- _What you need to do_
The required output consists solely of the lines from the top of the listing through the line containing "tree.remove_subtree(ids[0]).unwrap();", transcribed exactly.

BEGIN Recorded information

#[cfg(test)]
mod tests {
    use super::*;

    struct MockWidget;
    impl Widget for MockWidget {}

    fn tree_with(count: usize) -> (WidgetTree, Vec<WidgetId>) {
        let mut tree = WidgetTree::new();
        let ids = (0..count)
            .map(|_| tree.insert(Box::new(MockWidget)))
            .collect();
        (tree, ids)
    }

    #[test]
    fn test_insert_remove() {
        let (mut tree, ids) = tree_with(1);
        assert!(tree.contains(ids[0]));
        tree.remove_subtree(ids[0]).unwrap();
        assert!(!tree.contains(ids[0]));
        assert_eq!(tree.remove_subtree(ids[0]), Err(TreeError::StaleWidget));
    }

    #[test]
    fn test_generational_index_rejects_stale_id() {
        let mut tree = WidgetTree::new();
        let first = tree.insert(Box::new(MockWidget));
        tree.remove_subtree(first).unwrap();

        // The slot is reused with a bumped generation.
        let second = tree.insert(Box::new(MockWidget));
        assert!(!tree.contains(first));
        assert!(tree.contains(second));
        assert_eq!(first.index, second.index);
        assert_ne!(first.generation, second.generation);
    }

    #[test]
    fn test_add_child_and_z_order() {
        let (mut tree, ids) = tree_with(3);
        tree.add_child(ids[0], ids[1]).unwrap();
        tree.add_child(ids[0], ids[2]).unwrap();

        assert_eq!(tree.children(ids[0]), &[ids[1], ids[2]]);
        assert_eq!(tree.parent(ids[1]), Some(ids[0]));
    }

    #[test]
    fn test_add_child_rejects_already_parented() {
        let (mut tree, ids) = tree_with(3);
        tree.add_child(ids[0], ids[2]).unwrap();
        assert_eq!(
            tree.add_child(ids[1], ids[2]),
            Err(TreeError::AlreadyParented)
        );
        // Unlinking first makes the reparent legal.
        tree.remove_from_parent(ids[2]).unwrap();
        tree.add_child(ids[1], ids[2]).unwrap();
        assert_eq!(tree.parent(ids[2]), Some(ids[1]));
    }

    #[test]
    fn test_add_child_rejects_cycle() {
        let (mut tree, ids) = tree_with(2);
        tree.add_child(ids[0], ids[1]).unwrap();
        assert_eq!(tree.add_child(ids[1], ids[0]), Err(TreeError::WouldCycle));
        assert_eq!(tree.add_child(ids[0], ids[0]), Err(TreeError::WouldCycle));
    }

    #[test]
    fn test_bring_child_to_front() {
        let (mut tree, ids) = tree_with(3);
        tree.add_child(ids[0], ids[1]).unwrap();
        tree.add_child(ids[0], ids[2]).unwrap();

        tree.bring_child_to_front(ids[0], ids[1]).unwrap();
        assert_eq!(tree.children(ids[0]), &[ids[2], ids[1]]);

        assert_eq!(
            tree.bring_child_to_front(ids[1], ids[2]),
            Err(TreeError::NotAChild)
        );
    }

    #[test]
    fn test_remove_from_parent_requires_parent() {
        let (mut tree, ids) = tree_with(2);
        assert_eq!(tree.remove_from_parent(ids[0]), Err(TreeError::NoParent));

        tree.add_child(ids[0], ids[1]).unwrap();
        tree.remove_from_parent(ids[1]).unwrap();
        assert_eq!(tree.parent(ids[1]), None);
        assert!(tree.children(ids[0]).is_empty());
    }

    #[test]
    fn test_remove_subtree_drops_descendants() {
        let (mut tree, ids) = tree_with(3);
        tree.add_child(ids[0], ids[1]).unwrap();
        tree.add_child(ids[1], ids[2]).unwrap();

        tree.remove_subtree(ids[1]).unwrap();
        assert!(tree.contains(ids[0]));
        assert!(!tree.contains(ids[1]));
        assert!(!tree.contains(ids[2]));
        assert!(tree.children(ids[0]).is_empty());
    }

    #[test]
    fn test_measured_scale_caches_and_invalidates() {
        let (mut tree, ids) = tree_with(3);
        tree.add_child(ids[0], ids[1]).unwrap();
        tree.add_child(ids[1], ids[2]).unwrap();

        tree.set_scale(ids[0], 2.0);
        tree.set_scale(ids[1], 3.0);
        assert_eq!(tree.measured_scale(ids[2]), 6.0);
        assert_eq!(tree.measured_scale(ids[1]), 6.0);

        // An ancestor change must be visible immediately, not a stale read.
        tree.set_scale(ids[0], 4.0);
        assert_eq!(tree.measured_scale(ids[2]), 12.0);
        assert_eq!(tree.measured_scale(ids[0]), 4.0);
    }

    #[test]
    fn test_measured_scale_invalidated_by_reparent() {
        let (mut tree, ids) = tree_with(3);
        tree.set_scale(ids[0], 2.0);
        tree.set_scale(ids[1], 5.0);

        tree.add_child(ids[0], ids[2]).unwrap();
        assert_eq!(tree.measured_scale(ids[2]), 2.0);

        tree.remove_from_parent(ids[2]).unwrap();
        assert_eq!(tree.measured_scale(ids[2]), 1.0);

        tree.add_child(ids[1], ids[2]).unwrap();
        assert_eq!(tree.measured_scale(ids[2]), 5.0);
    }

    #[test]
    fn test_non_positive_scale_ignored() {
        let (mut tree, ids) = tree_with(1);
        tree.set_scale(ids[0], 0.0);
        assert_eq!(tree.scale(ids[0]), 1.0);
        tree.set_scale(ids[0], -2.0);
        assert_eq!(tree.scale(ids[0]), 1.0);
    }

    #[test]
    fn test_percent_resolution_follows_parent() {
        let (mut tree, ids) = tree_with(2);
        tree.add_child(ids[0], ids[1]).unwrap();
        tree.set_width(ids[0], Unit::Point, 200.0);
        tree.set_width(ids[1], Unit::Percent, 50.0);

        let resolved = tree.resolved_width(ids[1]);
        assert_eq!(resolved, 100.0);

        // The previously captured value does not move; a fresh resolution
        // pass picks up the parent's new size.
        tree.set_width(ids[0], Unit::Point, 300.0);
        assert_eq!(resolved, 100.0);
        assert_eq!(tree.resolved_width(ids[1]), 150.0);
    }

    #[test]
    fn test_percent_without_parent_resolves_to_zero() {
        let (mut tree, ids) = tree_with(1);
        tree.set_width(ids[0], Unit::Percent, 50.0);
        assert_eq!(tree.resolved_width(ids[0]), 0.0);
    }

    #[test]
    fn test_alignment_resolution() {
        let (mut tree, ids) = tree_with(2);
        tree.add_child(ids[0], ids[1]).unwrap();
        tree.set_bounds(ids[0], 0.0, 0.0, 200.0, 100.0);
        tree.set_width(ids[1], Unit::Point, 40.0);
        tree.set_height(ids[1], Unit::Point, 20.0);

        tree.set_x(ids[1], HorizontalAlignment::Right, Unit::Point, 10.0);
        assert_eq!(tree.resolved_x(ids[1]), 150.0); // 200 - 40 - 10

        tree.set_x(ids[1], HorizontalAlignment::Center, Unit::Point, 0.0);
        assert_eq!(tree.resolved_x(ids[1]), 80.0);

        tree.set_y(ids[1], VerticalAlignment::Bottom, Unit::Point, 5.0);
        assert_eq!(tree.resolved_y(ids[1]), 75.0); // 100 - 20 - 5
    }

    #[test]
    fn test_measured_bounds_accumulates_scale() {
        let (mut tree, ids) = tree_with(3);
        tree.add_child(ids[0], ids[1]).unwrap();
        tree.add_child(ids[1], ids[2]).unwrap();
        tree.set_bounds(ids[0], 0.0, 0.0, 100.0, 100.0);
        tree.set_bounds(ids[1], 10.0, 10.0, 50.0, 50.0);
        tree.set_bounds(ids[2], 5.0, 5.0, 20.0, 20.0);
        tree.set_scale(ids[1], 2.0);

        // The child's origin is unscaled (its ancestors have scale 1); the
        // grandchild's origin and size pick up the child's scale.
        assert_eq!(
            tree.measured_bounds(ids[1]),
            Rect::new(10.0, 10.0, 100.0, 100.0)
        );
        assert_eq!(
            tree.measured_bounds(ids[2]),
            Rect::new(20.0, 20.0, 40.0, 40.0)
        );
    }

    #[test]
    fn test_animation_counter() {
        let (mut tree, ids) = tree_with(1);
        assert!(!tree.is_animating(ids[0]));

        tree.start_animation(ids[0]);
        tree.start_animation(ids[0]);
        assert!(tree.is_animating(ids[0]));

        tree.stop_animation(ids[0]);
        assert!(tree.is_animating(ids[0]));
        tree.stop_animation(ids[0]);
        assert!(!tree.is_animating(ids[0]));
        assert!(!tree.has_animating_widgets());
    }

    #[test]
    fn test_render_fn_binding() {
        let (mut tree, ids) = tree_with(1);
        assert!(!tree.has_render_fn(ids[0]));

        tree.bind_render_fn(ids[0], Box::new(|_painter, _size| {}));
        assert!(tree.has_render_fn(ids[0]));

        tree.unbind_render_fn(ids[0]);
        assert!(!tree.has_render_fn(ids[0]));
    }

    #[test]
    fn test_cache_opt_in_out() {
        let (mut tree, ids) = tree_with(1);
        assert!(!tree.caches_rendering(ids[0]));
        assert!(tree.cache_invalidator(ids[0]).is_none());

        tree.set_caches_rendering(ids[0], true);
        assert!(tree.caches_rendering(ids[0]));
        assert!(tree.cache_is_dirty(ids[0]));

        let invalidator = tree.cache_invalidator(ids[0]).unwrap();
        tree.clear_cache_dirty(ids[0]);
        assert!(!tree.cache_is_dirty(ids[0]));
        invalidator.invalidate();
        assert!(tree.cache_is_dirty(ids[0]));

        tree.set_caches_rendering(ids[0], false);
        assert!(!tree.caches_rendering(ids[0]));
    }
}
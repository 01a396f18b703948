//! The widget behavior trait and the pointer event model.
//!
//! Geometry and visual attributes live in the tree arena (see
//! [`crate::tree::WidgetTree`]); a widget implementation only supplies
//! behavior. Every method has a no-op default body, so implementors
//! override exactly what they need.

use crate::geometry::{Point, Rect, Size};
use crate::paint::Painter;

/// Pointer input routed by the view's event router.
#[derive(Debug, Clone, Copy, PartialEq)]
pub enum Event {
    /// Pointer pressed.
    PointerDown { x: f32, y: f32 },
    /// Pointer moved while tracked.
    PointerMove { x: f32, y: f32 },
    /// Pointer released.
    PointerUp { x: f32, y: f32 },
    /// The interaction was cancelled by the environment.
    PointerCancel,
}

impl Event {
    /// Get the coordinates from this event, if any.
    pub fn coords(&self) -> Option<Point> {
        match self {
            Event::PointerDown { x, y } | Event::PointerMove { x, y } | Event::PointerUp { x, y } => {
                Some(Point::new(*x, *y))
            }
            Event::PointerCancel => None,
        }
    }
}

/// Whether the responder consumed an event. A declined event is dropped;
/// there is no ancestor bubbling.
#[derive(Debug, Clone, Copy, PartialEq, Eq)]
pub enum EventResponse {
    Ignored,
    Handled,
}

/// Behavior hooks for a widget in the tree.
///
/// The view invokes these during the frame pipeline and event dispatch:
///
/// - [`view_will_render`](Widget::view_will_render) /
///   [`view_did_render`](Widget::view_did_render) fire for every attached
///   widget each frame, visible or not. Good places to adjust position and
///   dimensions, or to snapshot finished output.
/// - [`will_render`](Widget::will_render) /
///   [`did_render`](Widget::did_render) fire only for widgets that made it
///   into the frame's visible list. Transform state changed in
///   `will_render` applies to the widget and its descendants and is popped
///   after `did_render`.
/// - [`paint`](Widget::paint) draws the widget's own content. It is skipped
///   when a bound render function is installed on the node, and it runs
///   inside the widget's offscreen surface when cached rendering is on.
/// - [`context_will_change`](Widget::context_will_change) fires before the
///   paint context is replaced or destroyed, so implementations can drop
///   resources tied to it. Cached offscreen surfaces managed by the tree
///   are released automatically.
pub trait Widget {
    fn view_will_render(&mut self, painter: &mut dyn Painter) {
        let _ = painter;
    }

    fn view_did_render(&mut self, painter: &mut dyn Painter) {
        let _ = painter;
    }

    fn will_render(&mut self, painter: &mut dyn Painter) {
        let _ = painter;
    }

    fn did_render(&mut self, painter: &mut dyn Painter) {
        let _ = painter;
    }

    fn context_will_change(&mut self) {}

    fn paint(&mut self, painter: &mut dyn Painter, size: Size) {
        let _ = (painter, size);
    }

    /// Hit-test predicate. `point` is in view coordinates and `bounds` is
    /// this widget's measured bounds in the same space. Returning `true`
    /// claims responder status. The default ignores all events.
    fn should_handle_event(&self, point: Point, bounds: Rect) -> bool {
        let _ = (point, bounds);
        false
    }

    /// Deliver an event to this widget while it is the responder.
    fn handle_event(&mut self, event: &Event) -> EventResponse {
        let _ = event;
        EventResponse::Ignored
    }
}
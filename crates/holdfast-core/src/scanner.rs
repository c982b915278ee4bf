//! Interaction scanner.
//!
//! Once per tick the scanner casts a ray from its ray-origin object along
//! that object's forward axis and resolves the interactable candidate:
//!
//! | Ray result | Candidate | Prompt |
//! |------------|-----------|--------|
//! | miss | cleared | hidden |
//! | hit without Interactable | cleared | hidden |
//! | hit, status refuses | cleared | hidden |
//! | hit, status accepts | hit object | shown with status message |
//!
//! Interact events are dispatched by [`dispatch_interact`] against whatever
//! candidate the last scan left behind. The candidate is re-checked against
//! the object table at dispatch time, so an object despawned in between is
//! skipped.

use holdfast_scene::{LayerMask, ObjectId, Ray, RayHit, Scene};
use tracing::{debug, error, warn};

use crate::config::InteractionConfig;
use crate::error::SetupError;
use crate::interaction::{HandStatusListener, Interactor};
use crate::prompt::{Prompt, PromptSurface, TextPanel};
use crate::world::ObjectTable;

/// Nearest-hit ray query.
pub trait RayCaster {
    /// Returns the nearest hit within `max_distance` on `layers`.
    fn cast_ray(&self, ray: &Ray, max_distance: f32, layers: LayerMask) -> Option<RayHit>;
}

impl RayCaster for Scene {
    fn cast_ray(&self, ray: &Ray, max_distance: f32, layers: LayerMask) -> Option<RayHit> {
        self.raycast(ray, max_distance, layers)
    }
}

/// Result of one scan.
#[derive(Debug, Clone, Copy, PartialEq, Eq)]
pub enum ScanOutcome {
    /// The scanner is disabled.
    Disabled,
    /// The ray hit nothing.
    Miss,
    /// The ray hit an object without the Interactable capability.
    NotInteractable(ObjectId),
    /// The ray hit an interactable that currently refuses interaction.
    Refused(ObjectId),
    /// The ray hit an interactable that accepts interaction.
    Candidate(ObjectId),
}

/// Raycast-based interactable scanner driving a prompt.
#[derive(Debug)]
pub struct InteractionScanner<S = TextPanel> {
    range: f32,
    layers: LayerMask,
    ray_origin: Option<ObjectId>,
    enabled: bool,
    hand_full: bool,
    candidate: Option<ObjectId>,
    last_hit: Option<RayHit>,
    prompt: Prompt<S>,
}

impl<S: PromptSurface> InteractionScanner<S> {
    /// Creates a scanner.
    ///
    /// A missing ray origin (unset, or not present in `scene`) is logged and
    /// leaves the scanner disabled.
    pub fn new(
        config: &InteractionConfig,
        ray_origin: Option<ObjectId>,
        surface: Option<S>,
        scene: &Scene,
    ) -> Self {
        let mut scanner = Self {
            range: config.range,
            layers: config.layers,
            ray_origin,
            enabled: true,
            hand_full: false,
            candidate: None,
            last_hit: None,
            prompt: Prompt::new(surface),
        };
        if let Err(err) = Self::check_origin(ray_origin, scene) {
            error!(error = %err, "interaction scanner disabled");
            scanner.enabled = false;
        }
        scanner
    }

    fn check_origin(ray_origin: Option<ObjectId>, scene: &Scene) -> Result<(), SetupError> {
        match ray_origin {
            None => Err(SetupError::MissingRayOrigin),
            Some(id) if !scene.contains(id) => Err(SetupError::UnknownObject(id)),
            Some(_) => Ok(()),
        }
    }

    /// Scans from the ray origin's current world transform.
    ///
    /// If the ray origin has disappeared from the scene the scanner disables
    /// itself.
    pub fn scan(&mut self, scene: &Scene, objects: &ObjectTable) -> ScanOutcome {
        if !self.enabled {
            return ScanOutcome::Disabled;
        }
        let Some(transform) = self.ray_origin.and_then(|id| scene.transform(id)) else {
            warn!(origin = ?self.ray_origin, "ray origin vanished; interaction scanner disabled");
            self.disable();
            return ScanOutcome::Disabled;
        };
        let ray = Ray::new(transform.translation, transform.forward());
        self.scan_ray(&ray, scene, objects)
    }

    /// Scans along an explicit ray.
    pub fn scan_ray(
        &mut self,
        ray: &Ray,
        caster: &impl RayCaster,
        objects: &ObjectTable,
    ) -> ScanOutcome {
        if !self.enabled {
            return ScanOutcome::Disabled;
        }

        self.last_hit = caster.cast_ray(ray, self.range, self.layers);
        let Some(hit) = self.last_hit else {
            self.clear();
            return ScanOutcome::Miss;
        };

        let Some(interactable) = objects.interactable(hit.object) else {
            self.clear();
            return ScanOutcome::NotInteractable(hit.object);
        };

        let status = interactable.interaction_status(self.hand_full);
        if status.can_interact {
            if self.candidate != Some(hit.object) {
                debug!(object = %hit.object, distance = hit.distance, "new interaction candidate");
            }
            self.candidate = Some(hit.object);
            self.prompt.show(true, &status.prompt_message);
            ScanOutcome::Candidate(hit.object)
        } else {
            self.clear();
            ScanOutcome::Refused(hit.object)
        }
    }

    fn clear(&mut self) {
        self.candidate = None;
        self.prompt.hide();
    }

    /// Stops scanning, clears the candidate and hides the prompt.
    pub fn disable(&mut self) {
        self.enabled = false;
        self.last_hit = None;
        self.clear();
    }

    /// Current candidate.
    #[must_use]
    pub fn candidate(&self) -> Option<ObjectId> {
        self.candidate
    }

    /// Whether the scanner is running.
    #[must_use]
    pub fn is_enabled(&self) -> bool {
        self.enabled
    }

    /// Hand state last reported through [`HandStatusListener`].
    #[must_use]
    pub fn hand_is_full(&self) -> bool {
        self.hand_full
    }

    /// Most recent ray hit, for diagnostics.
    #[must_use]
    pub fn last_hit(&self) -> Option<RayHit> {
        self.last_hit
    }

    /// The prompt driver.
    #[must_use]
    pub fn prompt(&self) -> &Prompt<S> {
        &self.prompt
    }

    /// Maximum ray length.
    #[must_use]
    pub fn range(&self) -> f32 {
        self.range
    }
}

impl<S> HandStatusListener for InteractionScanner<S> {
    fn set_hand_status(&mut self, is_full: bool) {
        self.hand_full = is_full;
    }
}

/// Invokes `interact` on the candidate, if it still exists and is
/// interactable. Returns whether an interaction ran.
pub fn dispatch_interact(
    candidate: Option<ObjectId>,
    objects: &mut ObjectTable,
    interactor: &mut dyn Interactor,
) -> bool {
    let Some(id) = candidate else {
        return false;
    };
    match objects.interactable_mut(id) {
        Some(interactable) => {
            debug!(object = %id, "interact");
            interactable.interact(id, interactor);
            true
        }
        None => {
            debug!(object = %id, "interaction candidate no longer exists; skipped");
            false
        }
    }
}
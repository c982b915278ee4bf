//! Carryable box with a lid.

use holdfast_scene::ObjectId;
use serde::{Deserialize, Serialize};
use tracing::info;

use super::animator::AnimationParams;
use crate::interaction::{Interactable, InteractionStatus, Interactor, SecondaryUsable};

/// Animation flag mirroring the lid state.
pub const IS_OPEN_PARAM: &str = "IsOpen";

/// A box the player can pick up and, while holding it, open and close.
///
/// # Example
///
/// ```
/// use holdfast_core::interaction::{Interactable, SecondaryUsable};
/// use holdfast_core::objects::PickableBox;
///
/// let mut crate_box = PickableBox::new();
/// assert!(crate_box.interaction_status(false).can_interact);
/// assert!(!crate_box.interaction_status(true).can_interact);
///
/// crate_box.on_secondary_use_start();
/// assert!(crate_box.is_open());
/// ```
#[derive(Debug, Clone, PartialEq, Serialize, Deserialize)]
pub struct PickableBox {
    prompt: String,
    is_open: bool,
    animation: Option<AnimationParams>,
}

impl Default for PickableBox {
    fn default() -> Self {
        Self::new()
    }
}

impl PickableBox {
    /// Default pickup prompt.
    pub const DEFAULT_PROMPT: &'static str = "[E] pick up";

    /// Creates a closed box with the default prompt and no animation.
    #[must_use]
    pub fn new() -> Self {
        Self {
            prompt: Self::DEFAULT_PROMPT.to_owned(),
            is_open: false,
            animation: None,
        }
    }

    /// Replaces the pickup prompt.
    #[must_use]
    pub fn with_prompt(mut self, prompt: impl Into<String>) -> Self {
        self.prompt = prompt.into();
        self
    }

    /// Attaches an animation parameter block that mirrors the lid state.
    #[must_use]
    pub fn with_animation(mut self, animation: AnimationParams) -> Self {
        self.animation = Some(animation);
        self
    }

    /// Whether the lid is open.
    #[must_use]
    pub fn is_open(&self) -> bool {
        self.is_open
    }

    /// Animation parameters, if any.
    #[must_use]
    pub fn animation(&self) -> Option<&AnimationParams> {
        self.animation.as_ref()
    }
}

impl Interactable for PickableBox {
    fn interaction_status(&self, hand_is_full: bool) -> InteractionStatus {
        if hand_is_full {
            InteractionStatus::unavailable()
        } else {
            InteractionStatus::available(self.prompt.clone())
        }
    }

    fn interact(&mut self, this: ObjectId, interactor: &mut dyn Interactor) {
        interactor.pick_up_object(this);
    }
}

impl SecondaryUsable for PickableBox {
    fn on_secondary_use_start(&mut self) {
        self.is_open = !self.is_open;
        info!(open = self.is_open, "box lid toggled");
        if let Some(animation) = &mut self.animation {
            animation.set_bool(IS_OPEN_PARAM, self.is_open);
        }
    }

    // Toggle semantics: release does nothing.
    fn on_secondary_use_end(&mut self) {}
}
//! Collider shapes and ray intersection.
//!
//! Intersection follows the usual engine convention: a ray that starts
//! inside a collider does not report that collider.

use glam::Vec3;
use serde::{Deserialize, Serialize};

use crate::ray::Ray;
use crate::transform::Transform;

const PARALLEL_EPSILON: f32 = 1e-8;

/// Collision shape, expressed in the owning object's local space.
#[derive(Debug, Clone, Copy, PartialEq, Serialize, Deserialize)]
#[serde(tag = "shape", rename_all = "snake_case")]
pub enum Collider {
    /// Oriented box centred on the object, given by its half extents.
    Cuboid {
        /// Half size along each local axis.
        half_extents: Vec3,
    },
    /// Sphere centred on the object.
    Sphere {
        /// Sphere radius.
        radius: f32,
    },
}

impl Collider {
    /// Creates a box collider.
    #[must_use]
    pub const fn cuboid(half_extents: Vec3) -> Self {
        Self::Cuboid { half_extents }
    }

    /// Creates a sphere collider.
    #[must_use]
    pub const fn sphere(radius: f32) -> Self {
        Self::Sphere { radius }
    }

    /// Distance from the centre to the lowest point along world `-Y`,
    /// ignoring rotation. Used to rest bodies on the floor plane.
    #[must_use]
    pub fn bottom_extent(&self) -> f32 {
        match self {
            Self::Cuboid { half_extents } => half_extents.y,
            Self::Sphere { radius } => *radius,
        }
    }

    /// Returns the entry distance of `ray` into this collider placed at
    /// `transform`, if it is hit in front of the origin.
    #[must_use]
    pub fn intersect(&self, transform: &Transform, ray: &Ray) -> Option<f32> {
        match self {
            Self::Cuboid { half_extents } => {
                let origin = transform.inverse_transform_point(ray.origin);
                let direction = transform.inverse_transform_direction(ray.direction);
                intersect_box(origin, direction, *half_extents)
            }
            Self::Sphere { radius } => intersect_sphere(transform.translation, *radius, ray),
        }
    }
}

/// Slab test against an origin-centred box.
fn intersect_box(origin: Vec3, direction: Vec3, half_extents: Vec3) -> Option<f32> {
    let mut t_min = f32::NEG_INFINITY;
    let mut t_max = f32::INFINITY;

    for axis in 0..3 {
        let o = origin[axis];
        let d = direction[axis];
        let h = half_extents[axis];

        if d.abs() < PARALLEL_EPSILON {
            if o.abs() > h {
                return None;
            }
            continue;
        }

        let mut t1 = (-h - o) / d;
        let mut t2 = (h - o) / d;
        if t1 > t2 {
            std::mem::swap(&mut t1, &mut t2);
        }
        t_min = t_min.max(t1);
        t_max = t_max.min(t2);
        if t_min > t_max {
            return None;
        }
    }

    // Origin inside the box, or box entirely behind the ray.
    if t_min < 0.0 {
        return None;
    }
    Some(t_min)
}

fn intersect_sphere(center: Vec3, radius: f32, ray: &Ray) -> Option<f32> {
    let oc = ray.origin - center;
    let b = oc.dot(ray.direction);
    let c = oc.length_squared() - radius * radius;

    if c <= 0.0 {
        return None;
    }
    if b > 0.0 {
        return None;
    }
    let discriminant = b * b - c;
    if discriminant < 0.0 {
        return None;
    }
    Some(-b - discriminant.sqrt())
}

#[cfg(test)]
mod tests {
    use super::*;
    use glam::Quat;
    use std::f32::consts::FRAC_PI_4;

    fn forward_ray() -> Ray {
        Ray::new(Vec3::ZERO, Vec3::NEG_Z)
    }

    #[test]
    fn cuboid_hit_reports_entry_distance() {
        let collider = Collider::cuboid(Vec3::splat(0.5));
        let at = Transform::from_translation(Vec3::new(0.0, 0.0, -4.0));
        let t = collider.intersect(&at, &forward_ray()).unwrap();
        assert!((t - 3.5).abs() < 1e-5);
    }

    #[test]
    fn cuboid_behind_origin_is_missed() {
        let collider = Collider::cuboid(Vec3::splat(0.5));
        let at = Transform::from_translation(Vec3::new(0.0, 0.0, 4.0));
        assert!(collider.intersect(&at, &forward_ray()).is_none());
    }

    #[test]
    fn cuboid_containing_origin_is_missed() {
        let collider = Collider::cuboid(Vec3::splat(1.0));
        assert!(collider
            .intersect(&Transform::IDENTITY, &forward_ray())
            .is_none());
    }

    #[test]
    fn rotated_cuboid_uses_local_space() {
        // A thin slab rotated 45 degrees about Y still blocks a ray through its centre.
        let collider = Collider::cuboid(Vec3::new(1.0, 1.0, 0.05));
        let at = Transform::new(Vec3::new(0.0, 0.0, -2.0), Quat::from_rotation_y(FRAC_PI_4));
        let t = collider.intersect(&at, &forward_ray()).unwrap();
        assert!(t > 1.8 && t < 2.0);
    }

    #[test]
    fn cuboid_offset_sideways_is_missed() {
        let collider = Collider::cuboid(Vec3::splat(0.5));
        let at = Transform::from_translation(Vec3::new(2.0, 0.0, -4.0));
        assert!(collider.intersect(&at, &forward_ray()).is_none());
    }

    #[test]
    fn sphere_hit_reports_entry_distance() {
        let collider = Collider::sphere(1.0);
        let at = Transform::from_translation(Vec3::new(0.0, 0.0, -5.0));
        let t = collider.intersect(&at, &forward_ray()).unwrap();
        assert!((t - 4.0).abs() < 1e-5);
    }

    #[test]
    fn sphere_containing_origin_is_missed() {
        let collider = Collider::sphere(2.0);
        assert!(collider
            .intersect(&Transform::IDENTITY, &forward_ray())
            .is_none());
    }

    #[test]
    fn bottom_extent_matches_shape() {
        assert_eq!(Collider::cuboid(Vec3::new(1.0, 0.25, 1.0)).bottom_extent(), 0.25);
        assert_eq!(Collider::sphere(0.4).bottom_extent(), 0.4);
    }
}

END Recorded information

- _Task response_
#[cfg(test)]
mod tests {
    use super::*;

    struct MockWidget;
    impl Widget for MockWidget {}

    fn tree_with(count: usize) -> (WidgetTree, Vec<WidgetId>) {
        let mut tree = WidgetTree::new();
        let ids = (0..count)
            .map(|_| tree.insert(Box::new(MockWidget)))
            .collect();
        (tree, ids)
    }

    #[test]
    fn test_insert_remove() {
        let (mut tree, ids) = tree_with(1);
        assert!(tree.contains(ids[0]));
        tree.remove_subtree(ids[0]).unwrap();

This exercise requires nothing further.